The primary deity of the Blackfeet is the sun which is considered the source of all life and power. The power of the sun is everywhere; in the mountains, lakes, rivers, birds, and wild animals, and this power can be transferred to people. The gift, usually in the form of songs, comes through the medium of some animal, bird, or supernatural being, whose pity for the person comes when the person demonstrates his/her need through fasting. The songs received are a means to contact the spirit powers. The power bestowed can heal the sick, help the tribe, or bring success in finding food. Today, the Blackfeet belief in the spirit world remains strong.
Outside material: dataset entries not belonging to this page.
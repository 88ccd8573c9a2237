//! Request authorization extractors.
//!
//! - [`auth::CronCaller`] -- scheduler trigger (shared secret or platform header).
//! - [`auth::OperatorAuth`] -- operator endpoints (bearer token).

pub mod auth;
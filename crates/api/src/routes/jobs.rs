//! Route definitions for the `/jobs` resource.

use axum::routing::{get, post};
use axum::Router;

use crate::handlers::{jobs, triggers};
use crate::state::AppState;

/// Routes mounted at `/jobs`.
///
/// ```text
/// GET    /                -> list_jobs
/// POST   /process         -> process_jobs
/// GET    /{id}            -> get_job
/// ```
pub fn router() -> Router<AppState> {
    Router::new()
        .route("/", get(jobs::list_jobs))
        .route("/process", post(triggers::process_jobs))
        .route("/{id}", get(jobs::get_job))
}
Leather and bead roundel with sun symbol. Blackfeet Nation, 19th century AD. Acc. No. NA0001

I have been working closely with tribal elders, as well as staff at the Museum of the Native American Indian at the Smithsonian in Washington. Through forging contacts and listening to the needs of the tribes we have taken the first steps in a restitution project that it is hoped will develop further. When contacting the tribes I was met with surprise and excitement that we were the ones openly offering to send their cultural property back to them – normally they approach a museum directly, and often come across misunderstanding and an unwillingness to cooperate. As the representative of the Blackfeet Nation said to me “Thank you for the restitution of those items. It would be nice if other museums in the UK followed suit.”